La Posta
Assoggettabilità ad Iva delle liberalità in natura
Dopo la recente abrogazione delle liberalità in denaro, le liberalità in natura sono soggette ad Iva?
Carlo Marchesi
L'articolo 13, comma 3, del Dlgs 460/97, modificato dall'articolo 1, comma 130, della legge finanziaria 2008, prevede che non si considerano destinati a finalità estranee all'esercizio dell'impresa le erogazioni liberali in natura di beni non di lusso alla cui produzione o al cui cambio e' diretta l'attività d'impresa, diversi dalle derrate alimentari e dai prodotti farmaceutici, che presentino imperfezioni, alterazioni, danni o vizi che pur non modificandone l'idoneità di utilizzo non ne consentono la commercializzazione o la vendita, rendendone necessaria l'esclusione dal mercato o la distruzione, qualora siano ceduti gratuitamente alle ONLUS, per un importo corrispondente al costo specifico sostenuto per la produzione o l'acquisto complessivamente non superiore al 5 per cento del reddito d'impresa dichiarato.
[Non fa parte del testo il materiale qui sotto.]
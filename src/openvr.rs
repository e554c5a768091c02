//! OpenVR backend.
//!
//! Talks to the runtime through the C function tables returned by
//! `VR_GetGenericInterface("FnTable:<version>")`.

use crate::runtime::{Connector, Runtime};
use crate::types::{
    ApplicationType, Buttons, ControllerRole, ControllerState, DeviceClass, DeviceIndex,
    DeviceProperty, InitError, PropertyError, RawEvent, RawPose, ScreenshotError,
    ScreenshotHandle, TrackingOrigin, TrackingResult,
};
use openvr_sys as sys;
use std::ffi::{c_char, CString};
use std::path::Path;
use std::{mem, ptr};

const SCREENSHOT_REQUEST_FAILED: ScreenshotError = ScreenshotError(1);

// Function tables handed out by the runtime are fully populated, so a missing
// entry is a broken runtime rather than a recoverable error.
macro_rules! vr_call {
    ($table:expr, $name:ident ( $($arg:expr),* $(,)? )) => {
        ((*$table).$name.expect(concat!("OpenVR function table lacks ", stringify!($name))))($($arg),*)
    };
}

/// Load a function table for an interface version string such as
/// `sys::IVRSystem_Version`.
unsafe fn load_table<T>(version: &[u8]) -> Result<*const T, InitError> {
    let mut name = Vec::from(&b"FnTable:"[..]);
    name.extend_from_slice(version);
    if name.last() != Some(&0) {
        name.push(0);
    }

    let mut error = sys::EVRInitError_VRInitError_None;
    let table = sys::VR_GetGenericInterface(name.as_ptr() as *const c_char, &mut error);
    if error != sys::EVRInitError_VRInitError_None {
        return Err(InitError(error as u32));
    }
    if table == 0 {
        return Err(InitError::INIT_HMD_NOT_FOUND);
    }
    Ok(table as *const T)
}

/// The runtime's `IVRSystem` (plus `IVRScreenshots` when available).
pub struct OpenVrRuntime {
    system: *const sys::VR_IVRSystem_FnTable,
    screenshots: *const sys::VR_IVRScreenshots_FnTable,
}

impl OpenVrRuntime {
    unsafe fn load() -> Result<Self, InitError> {
        let system = load_table::<sys::VR_IVRSystem_FnTable>(sys::IVRSystem_Version)?;
        let screenshots = match load_table::<sys::VR_IVRScreenshots_FnTable>(
            sys::IVRScreenshots_Version,
        ) {
            Ok(table) => table,
            Err(e) => {
                log::warn!("IVRScreenshots unavailable: {}", e);
                ptr::null()
            }
        };
        Ok(Self {
            system,
            screenshots,
        })
    }
}

impl Runtime for OpenVrRuntime {
    fn time_since_last_vsync(&self) -> Option<(f32, u64)> {
        let mut seconds = 0f32;
        let mut frame = 0u64;
        let ok = unsafe { vr_call!(self.system, GetTimeSinceLastVsync(&mut seconds, &mut frame)) };
        ok.then_some((seconds, frame))
    }

    fn device_to_absolute_tracking_pose(
        &self,
        origin: TrackingOrigin,
        predicted_seconds: f32,
        poses: &mut [RawPose],
    ) {
        let mut raw: Vec<sys::TrackedDevicePose_t> =
            (0..poses.len()).map(|_| unsafe { mem::zeroed() }).collect();
        unsafe {
            vr_call!(
                self.system,
                GetDeviceToAbsoluteTrackingPose(
                    origin as sys::ETrackingUniverseOrigin,
                    predicted_seconds,
                    raw.as_mut_ptr(),
                    raw.len() as u32,
                )
            );
        }

        for (out, pose) in poses.iter_mut().zip(raw.iter()) {
            *out = RawPose {
                device_to_absolute: pose.mDeviceToAbsoluteTracking.m,
                velocity: pose.vVelocity.v,
                angular_velocity: pose.vAngularVelocity.v,
                tracking_result: TrackingResult::from_raw(pose.eTrackingResult as u32),
                pose_valid: pose.bPoseIsValid,
                connected: pose.bDeviceIsConnected,
            };
        }
    }

    fn string_property(
        &self,
        index: DeviceIndex,
        prop: DeviceProperty,
        buf: Option<&mut [u8]>,
    ) -> (u32, PropertyError) {
        let (ptr, len) = match buf {
            Some(buf) => (buf.as_mut_ptr() as *mut c_char, buf.len() as u32),
            None => (ptr::null_mut(), 0),
        };
        let mut error = sys::ETrackedPropertyError_TrackedProp_Success;
        let size = unsafe {
            vr_call!(
                self.system,
                GetStringTrackedDeviceProperty(
                    index,
                    prop as sys::ETrackedDeviceProperty,
                    ptr,
                    len,
                    &mut error,
                )
            )
        };
        (size, PropertyError::from_raw(error as u32))
    }

    fn float_property(&self, index: DeviceIndex, prop: DeviceProperty) -> (f32, PropertyError) {
        let mut error = sys::ETrackedPropertyError_TrackedProp_Success;
        let value = unsafe {
            vr_call!(
                self.system,
                GetFloatTrackedDeviceProperty(index, prop as sys::ETrackedDeviceProperty, &mut error)
            )
        };
        (value, PropertyError::from_raw(error as u32))
    }

    fn bool_property(&self, index: DeviceIndex, prop: DeviceProperty) -> (bool, PropertyError) {
        let mut error = sys::ETrackedPropertyError_TrackedProp_Success;
        let value = unsafe {
            vr_call!(
                self.system,
                GetBoolTrackedDeviceProperty(index, prop as sys::ETrackedDeviceProperty, &mut error)
            )
        };
        (value, PropertyError::from_raw(error as u32))
    }

    fn int32_property(&self, index: DeviceIndex, prop: DeviceProperty) -> (i32, PropertyError) {
        let mut error = sys::ETrackedPropertyError_TrackedProp_Success;
        let value = unsafe {
            vr_call!(
                self.system,
                GetInt32TrackedDeviceProperty(index, prop as sys::ETrackedDeviceProperty, &mut error)
            )
        };
        (value, PropertyError::from_raw(error as u32))
    }

    fn uint64_property(&self, index: DeviceIndex, prop: DeviceProperty) -> (u64, PropertyError) {
        let mut error = sys::ETrackedPropertyError_TrackedProp_Success;
        let value = unsafe {
            vr_call!(
                self.system,
                GetUint64TrackedDeviceProperty(index, prop as sys::ETrackedDeviceProperty, &mut error)
            )
        };
        (value, PropertyError::from_raw(error as u32))
    }

    fn tracked_device_class(&self, index: DeviceIndex) -> DeviceClass {
        let class = unsafe { vr_call!(self.system, GetTrackedDeviceClass(index)) };
        DeviceClass::from_raw(class as u32)
    }

    fn is_tracked_device_connected(&self, index: DeviceIndex) -> bool {
        unsafe { vr_call!(self.system, IsTrackedDeviceConnected(index)) }
    }

    fn device_index_for_controller_role(&self, role: ControllerRole) -> DeviceIndex {
        unsafe {
            vr_call!(
                self.system,
                GetTrackedDeviceIndexForControllerRole(role as sys::ETrackedControllerRole)
            )
        }
    }

    fn controller_state(&self, index: DeviceIndex) -> Option<ControllerState> {
        let mut state: sys::VRControllerState_t = unsafe { mem::zeroed() };
        let size = mem::size_of::<sys::VRControllerState_t>() as u32;
        let ok = unsafe { vr_call!(self.system, GetControllerState(index, &mut state, size)) };
        if !ok {
            return None;
        }

        let mut axes = [(0.0, 0.0); 5];
        for (out, axis) in axes.iter_mut().zip(state.rAxis.iter()) {
            *out = (axis.x, axis.y);
        }
        Some(ControllerState {
            packet_num: state.unPacketNum,
            pressed: Buttons::from_bits_retain(state.ulButtonPressed),
            touched: Buttons::from_bits_retain(state.ulButtonTouched),
            axes,
        })
    }

    fn trigger_haptic_pulse(&self, index: DeviceIndex, axis: u32, duration_us: u16) {
        unsafe { vr_call!(self.system, TriggerHapticPulse(index, axis, duration_us)) }
    }

    fn poll_next_event(&mut self) -> Option<RawEvent> {
        let mut event: sys::VREvent_t = unsafe { mem::zeroed() };
        let size = mem::size_of::<sys::VREvent_t>() as u32;
        let got = unsafe { vr_call!(self.system, PollNextEvent(&mut event, size)) };
        got.then(|| RawEvent {
            event_type: event.eventType,
            device: event.trackedDeviceIndex,
            age_seconds: event.eventAgeSeconds,
        })
    }

    fn take_stereo_screenshot(
        &self,
        preview_path: &Path,
        vr_path: &Path,
    ) -> Result<ScreenshotHandle, ScreenshotError> {
        if self.screenshots.is_null() {
            return Err(SCREENSHOT_REQUEST_FAILED);
        }
        let preview = path_to_cstring(preview_path).ok_or(SCREENSHOT_REQUEST_FAILED)?;
        let vr = path_to_cstring(vr_path).ok_or(SCREENSHOT_REQUEST_FAILED)?;

        let mut handle: sys::ScreenshotHandle_t = 0;
        let error = unsafe {
            vr_call!(
                self.screenshots,
                TakeStereoScreenshot(
                    &mut handle,
                    preview.as_ptr() as *mut c_char,
                    vr.as_ptr() as *mut c_char,
                )
            )
        };
        match error as u32 {
            0 => Ok(handle),
            code => Err(ScreenshotError(code)),
        }
    }
}

fn path_to_cstring(path: &Path) -> Option<CString> {
    CString::new(path.to_string_lossy().into_owned()).ok()
}

/// Connects to the OpenVR runtime of this machine.
#[derive(Debug, Default)]
pub struct OpenVrConnector;

impl OpenVrConnector {
    pub fn new() -> Self {
        Self
    }
}

impl Connector for OpenVrConnector {
    type Runtime = OpenVrRuntime;

    fn existing(&mut self) -> Option<OpenVrRuntime> {
        // The system table is only handed out once VR_Init ran in this process.
        unsafe { OpenVrRuntime::load() }.ok()
    }

    fn init(&mut self, app_type: ApplicationType) -> Result<OpenVrRuntime, InitError> {
        let mut error = sys::EVRInitError_VRInitError_None;
        unsafe {
            sys::VR_InitInternal(&mut error, app_type as sys::EVRApplicationType);
        }
        if error != sys::EVRInitError_VRInitError_None {
            return Err(InitError(error as u32));
        }
        unsafe { OpenVrRuntime::load() }
    }

    fn is_available(&self) -> bool {
        unsafe { sys::VR_IsRuntimeInstalled() && sys::VR_IsHmdPresent() }
    }
}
I predetti beni si considerano distrutti agli effetti dell'imposta sul valore aggiunto. Come precisato nella circolare dell'Agenzia delle entrate n. 26 del 26 marzo 2008, ciò comporta che l'impresa donante può, dal 1 gennaio 2008, cedere i beni senza applicazione dell'IVA e senza subire limitazioni del diritto alla detrazione.